Paul Walker’s Hours is a chilling story about one father’s struggle to keep his newborn alive amidst the 2005 tragedy of Hurricane Katrina. Walker’s performance becomes only that much more emotional given his recent tragic passing.
In one of his last interviews before his death, Walker told Terri Seymour of Extra, “I think just about anybody can relate to having something taken away from you,” regarding the struggle his character Nolan goes through in the wake of his wife dying in childbirth. Sadly the acting community and fans across the world had something taken away from them in November of 2013 when Walker and a friend crashed the Porsche they were driving.
Walker’s performance in Hours reminds fans of Ryan Reynold’s performance in his film Buried, in which the protagonist has to carry the entire picture by himself. While Walker had more people to interact with during the film (along with much greater space to work with) it still relied on his deep portrayal of this newly widowed father with a new baby girl in need of his help. Surprisingly he pulled this off better than many might expect.
Hours is an emotionally charged film that delivers one of Walker’s best performances to date. Drawing on more than his ability to charm ladies and drive fast cars, this latest film shows audiences a side that many may not have had a chance to see; undeniable proof that Walker could in fact carry his own in the drama arena.
Stranded in a hospital with his newborn hooked up to a ventilation machine, Nolan must wait for help to arrive to rescue them from the increasingly flooded hospital. With the threat of more than losing his newborn looming, Nolan has to search the hospital for anything that will help him until help arrives while manually cranking the dying battery that his daughter is hooked up to. Mimicking a type of Speed situation where every beep of the battery may be its last, viewers have to bite their nails every time Nolan has to rush back to his daughter to re-charge the battery. Filled with touching moments and heart-wrenching goodbyes, Hours finds a way to pull off the obvious low-budget and apparent editing flaws to deliver a film worthy of the subject matter it’s portraying.

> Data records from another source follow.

//! Unified error type for the points ledger.
//!
//! Every fallible operation in the crate returns [`Result`]. Callers that need to
//! branch on the outcome (refusal vs. retry vs. bug) should use [`Error::kind`]
//! rather than matching individual variants.

use chrono::NaiveDate;
use sea_orm::DbErr;
use thiserror::Error;

/// All errors produced by the ledger and its supporting modules.
#[derive(Debug, Error)]
pub enum Error {
    /// Invalid or missing configuration
    #[error("Configuration error: {message}")]
    Config {
        /// What was wrong with the configuration
        message: String,
    },

    /// Store error from `SeaORM`
    #[error("Database error: {0}")]
    Database(#[from] DbErr),

    /// Filesystem error while reading configuration or preparing the store
    #[error("I/O error: {0}")]
    Io(#[from] std::io::Error),

    /// Environment variable could not be read
    #[error("Environment variable error: {0}")]
    EnvVar(#[from] std::env::VarError),

    /// No child with this id in the caller's scope
    #[error("Child not found: {id}")]
    ChildNotFound {
        /// Requested child id
        id: i64,
    },

    /// No active task template with this id in the caller's scope
    #[error("Task not found: {id}")]
    TaskNotFound {
        /// Requested task id
        id: i64,
    },

    /// The task was not scheduled for the child on that day
    #[error("No task {task_id} scheduled for child {child_id} on {due_date}")]
    TaskInstanceNotFound {
        /// Child the instance would belong to
        child_id: i64,
        /// Task template of the instance
        task_id: i64,
        /// Day the instance would be due
        due_date: NaiveDate,
    },

    /// No active rule with this id in the caller's scope
    #[error("Rule not found: {id}")]
    RuleNotFound {
        /// Requested rule id
        id: i64,
    },

    /// No active reward with this id in the caller's scope
    #[error("Reward not found: {id}")]
    RewardNotFound {
        /// Requested reward id
        id: i64,
    },

    /// Redemption refused; nothing was written
    #[error("Insufficient points: balance {balance}, cost {cost}")]
    InsufficientPoints {
        /// Balance at the time of the check
        balance: i64,
        /// Cost of the reward
        cost: i64,
    },

    /// A reward, penalty, or cost that is not strictly positive
    #[error("Invalid points amount: {amount}")]
    InvalidPoints {
        /// The rejected amount
        amount: i64,
    },

    /// Unusable caller input, such as an empty label
    #[error("Invalid input: {message}")]
    InvalidInput {
        /// What was wrong with the input
        message: String,
    },

    /// The balance moved between read and write
    #[error("Balance of child {child_id} changed concurrently")]
    Contention {
        /// Child whose balance moved
        child_id: i64,
    },

    /// Transient failures used up the retry budget
    #[error("Store unavailable after {attempts} attempt(s): {message}")]
    TransientStoreFailure {
        /// Attempts made
        attempts: u32,
        /// Last failure seen
        message: String,
    },

    /// The store rejected a commit; whether it landed is unknown, so it is not retried
    #[error("Commit of {operation} failed: {source}")]
    CommitFailed {
        /// Ledger operation being committed
        operation: String,
        /// Error reported by the store
        source: DbErr,
    },

    /// A ledger invariant does not hold in the stored data
    #[error("Ledger invariant violated: {message}")]
    InvariantViolation {
        /// Description of the broken invariant
        message: String,
    },
}

/// Coarse classification of [`Error`] used by callers and the retry policy.
#[derive(Debug, Clone, Copy, PartialEq, Eq)]
pub enum ErrorKind {
    /// Referenced entity is absent or belongs to another parent. Never retried.
    NotFound,
    /// Redemption refused; balance untouched.
    InsufficientPoints,
    /// Timeout or contention on the store; safe to retry.
    TransientStoreFailure,
    /// Internal bug detected (negative stored balance, duplicate instance).
    InvariantViolation,
    /// Caller supplied an unusable label or amount.
    InvalidInput,
    /// Any other store failure, including a failed commit. Never retried.
    Store,
    /// Startup configuration problem.
    Config,
}

impl Error {
    /// Maps this error onto the ledger's error taxonomy.
    #[must_use]
    pub fn kind(&self) -> ErrorKind {
        match self {
            Self::ChildNotFound { .. }
            | Self::TaskNotFound { .. }
            | Self::TaskInstanceNotFound { .. }
            | Self::RuleNotFound { .. }
            | Self::RewardNotFound { .. } => ErrorKind::NotFound,
            Self::InsufficientPoints { .. } => ErrorKind::InsufficientPoints,
            Self::Contention { .. } | Self::TransientStoreFailure { .. } => {
                ErrorKind::TransientStoreFailure
            }
            Self::Database(err) if is_transient_db_error(err) => ErrorKind::TransientStoreFailure,
            Self::Database(_) | Self::CommitFailed { .. } => ErrorKind::Store,
            Self::InvariantViolation { .. } => ErrorKind::InvariantViolation,
            Self::InvalidPoints { .. } | Self::InvalidInput { .. } => ErrorKind::InvalidInput,
            Self::Config { .. } | Self::Io(_) | Self::EnvVar(_) => ErrorKind::Config,
        }
    }

    /// Whether retrying the same operation may succeed.
    #[must_use]
    pub fn is_transient(&self) -> bool {
        self.kind() == ErrorKind::TransientStoreFailure
    }
}

/// Pool exhaustion and `SQLITE_BUSY` are the store failures worth retrying.
fn is_transient_db_error(err: &DbErr) -> bool {
    if matches!(err, DbErr::ConnectionAcquire(_)) {
        return true;
    }
    let message = err.to_string();
    message.contains("database is locked") || message.contains("database table is locked")
}

/// Convenience `Result` type
pub type Result<T> = std::result::Result<T, Error>;
//! Task entity - A chore template defined by a parent.
//!
//! Templates carry the reward amount; scheduling a task for a child on a given
//! day creates a `child_task` row that references the template by id.

use sea_orm::entity::prelude::*;
use serde::{Deserialize, Serialize};

/// Task template database model
#[derive(Clone, Debug, PartialEq, Eq, DeriveEntityModel, Serialize, Deserialize)]
#[sea_orm(table_name = "tasks")]
pub struct Model {
    /// Unique identifier for the task
    #[sea_orm(primary_key)]
    pub id: i64,
    /// Parent account that owns this task
    pub parent_id: String,
    /// Description shown to the child (e.g. "Make the bed")
    pub label: String,
    /// Points awarded when an instance is completed
    pub points_reward: i64,
    /// Whether the task is scheduled every day
    pub is_daily: bool,
    /// Soft delete flag - scheduled instances and history are preserved
    pub is_deleted: bool,
    /// When the task was created
    pub created_at: DateTime,
    /// When the task was last modified
    pub updated_at: DateTime,
}

/// Defines relationships between Task and other entities
#[derive(Copy, Clone, Debug, EnumIter, DeriveRelation)]
pub enum Relation {
    /// One task template has many scheduled instances
    #[sea_orm(has_many = "super::child_task::Entity")]
    ChildTasks,
}

impl Related<super::child_task::Entity> for Entity {
    fn to() -> RelationDef {
        Relation::ChildTasks.def()
    }
}

impl ActiveModelBehavior for ActiveModel {}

Beaten down and both physically and mentally exhausted, Walker truly embodies his widowed character. The weight of the film, a heavy one at that, rests atop his worn out shoulders as he appears both fierce and vulnerable simultaneously. Pulling out memorabilia from his relationship with his wife to show their new daughter, Nolan begins to recount certain key moments with his now deceased wife, using his silent daughter to keep him from sitting in silence. It’s not until men begin roaming the halls with guns in search of anything they can use to survive that the heat is turned up and we find ourselves reminding Walker audibly that he needs to race back to his daughter to crank her machine before he can stop these men from any wrongdoing.
In its final moments, director Eric Heisserer (Final Destination 5) serves up one final blow to the heart, a scene that should be a part of Walker’s posthumous resume under the “Best Work” category. Without giving anything away, it is safe to say that Walker truly delivers in the film’s final moments. Any directorial or cinematic flaws made obvious in Hours can be over-looked in large part thanks to the performance Walker produces.
It is both tragically sad and gratifying that moviegoers are able to see this kind of performance from Walker. It’s terrible to know that he had this waiting for the world to see and only better things to come, but gratifying to know he was able to truly showcase his abilities as an actor and touch audiences one final time.
Hours can be seen on VOD as well as on DVD today.